··· Information supplied ···
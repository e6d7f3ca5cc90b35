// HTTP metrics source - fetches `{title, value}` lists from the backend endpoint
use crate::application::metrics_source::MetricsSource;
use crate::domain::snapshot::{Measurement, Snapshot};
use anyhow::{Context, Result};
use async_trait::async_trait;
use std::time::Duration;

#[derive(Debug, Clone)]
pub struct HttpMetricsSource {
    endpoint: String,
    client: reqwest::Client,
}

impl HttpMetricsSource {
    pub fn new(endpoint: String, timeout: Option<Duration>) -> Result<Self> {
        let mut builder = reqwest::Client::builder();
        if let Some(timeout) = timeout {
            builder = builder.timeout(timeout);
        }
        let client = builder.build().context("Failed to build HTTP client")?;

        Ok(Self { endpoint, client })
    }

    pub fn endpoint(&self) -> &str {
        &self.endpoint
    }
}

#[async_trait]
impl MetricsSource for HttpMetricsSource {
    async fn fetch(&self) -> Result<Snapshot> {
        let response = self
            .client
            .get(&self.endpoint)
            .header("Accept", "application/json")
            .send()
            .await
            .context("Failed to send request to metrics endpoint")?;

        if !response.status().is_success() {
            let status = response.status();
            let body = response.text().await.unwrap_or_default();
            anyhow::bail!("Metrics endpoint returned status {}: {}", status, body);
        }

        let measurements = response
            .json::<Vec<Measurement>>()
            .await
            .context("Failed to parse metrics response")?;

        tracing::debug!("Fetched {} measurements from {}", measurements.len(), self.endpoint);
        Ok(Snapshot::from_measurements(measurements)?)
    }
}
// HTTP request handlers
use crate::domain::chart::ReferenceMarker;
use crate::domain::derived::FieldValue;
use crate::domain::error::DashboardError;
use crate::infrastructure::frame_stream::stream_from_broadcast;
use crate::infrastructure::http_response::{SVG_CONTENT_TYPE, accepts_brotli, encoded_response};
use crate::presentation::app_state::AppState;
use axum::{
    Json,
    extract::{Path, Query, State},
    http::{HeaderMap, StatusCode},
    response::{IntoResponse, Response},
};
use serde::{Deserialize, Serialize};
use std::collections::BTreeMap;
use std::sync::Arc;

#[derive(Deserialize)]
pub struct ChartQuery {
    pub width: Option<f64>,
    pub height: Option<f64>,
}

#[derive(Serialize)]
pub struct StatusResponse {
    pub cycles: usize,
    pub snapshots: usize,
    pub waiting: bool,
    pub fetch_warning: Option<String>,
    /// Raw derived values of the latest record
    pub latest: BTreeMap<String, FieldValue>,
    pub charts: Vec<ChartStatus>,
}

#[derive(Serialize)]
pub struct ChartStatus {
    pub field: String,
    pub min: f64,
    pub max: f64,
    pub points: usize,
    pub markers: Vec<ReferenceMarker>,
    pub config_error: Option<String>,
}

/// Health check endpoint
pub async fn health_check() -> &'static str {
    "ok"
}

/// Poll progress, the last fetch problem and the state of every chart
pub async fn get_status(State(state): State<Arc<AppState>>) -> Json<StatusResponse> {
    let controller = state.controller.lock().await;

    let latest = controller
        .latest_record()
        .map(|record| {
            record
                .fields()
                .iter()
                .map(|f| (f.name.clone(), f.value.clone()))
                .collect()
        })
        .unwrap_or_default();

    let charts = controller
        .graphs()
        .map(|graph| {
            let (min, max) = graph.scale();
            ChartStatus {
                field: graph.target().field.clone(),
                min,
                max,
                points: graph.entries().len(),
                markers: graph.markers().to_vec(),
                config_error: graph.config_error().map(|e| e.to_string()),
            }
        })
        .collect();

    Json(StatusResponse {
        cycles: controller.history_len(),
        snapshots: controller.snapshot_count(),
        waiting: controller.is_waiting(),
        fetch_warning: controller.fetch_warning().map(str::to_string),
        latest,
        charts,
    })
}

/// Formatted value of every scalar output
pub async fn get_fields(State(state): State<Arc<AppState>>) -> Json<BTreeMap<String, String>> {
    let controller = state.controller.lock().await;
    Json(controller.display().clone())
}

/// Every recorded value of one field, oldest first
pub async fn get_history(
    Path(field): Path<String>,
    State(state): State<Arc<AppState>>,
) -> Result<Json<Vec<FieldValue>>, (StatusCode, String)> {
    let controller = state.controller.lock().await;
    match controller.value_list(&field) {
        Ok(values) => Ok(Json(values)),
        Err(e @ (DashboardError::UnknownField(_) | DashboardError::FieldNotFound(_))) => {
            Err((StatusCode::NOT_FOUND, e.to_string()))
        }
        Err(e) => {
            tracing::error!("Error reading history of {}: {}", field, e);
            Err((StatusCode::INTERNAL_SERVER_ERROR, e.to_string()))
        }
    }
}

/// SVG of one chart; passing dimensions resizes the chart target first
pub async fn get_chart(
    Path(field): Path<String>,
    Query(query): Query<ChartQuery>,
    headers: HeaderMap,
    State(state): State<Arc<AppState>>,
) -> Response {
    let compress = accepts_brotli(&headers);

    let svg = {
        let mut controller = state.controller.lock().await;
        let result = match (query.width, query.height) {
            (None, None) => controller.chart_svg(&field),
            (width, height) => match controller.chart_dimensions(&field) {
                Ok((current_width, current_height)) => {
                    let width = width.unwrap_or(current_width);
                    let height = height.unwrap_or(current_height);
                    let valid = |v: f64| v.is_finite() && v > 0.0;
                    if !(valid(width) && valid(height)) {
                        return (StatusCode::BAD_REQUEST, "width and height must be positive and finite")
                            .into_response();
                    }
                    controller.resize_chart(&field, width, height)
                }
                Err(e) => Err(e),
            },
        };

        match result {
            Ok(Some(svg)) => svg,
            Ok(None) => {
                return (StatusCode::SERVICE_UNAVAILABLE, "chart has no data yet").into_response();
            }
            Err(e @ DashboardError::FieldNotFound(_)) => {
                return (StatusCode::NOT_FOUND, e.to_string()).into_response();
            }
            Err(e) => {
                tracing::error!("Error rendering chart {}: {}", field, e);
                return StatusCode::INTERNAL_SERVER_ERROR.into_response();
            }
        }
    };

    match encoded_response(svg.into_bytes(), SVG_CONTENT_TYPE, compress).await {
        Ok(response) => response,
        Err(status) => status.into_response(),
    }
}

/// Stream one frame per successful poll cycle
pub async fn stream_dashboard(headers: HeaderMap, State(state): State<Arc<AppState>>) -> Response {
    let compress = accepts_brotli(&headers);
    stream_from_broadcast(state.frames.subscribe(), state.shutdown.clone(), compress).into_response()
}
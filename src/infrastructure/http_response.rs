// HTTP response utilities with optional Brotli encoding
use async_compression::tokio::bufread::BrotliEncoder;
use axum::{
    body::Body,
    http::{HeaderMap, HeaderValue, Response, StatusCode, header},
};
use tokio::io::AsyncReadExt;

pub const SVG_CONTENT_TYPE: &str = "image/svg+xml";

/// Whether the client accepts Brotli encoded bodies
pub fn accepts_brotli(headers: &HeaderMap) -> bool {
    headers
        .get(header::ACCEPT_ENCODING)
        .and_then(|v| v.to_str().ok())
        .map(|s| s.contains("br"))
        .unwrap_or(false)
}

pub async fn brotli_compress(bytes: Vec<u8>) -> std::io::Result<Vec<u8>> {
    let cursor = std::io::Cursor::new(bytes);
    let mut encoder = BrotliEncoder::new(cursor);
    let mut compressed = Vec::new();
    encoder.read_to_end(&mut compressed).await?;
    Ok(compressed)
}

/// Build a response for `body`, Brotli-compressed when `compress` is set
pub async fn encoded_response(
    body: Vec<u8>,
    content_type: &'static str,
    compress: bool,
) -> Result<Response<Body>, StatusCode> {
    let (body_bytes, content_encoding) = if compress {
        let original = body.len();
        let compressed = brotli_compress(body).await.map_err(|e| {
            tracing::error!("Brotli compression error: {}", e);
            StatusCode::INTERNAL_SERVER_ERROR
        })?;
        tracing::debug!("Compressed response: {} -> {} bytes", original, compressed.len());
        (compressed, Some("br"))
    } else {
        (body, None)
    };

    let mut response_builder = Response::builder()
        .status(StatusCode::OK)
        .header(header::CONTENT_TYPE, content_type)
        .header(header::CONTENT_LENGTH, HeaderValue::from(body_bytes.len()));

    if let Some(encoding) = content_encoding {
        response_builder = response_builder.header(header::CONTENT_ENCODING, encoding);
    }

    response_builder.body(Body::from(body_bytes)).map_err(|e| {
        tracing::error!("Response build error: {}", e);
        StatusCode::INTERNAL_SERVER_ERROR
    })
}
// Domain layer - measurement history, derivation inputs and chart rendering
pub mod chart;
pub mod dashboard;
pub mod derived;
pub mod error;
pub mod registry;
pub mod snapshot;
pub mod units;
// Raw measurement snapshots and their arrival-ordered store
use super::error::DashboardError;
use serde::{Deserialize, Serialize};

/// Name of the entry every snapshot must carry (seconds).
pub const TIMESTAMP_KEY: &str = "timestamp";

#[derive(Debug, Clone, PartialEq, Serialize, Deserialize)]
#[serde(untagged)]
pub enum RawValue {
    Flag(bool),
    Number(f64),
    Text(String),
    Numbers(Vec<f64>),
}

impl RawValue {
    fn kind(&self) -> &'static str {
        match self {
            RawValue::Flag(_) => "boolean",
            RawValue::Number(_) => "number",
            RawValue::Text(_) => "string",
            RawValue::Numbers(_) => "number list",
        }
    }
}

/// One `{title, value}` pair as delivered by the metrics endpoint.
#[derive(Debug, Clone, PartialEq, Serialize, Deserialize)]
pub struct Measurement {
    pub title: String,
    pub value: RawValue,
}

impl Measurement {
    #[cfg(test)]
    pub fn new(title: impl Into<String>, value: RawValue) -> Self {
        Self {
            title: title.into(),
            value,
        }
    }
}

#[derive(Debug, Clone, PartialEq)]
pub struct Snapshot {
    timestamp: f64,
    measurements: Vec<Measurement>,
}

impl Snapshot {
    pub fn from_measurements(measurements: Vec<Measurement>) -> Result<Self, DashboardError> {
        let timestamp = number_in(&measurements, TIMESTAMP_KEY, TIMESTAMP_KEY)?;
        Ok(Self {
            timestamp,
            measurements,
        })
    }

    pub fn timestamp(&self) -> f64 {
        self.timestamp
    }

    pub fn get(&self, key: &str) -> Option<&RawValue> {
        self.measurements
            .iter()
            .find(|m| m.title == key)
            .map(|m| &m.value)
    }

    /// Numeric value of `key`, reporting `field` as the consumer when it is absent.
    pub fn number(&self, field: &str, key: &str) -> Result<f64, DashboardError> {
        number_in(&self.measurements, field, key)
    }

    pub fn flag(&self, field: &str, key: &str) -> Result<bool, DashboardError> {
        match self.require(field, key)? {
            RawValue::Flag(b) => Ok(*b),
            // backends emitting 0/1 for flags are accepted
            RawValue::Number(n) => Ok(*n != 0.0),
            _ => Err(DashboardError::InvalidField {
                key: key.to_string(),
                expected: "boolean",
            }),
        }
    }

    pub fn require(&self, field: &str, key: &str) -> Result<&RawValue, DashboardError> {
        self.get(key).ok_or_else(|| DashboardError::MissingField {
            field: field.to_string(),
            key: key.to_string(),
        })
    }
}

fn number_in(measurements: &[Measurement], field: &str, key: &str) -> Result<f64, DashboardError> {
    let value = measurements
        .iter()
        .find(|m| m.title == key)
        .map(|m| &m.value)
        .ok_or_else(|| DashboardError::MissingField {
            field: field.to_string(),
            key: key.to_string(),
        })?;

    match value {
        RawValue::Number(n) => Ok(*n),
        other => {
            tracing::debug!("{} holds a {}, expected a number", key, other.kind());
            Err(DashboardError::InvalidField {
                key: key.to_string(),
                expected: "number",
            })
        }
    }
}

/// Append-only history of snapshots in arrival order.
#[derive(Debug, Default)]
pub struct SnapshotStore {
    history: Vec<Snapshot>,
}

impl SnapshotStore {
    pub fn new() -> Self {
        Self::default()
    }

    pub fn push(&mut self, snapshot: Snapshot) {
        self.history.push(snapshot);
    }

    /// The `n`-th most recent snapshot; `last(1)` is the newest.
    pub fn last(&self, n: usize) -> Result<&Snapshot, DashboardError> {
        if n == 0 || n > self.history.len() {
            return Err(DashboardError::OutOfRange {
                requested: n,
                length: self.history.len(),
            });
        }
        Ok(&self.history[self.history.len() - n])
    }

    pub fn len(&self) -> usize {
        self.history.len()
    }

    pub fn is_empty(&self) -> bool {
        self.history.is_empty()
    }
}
···
What the task requires
Pull each line containing the word "ChartQuery" out of the data above.

Output for this task
pub struct ChartQuery {
    Query(query): Query<ChartQuery>,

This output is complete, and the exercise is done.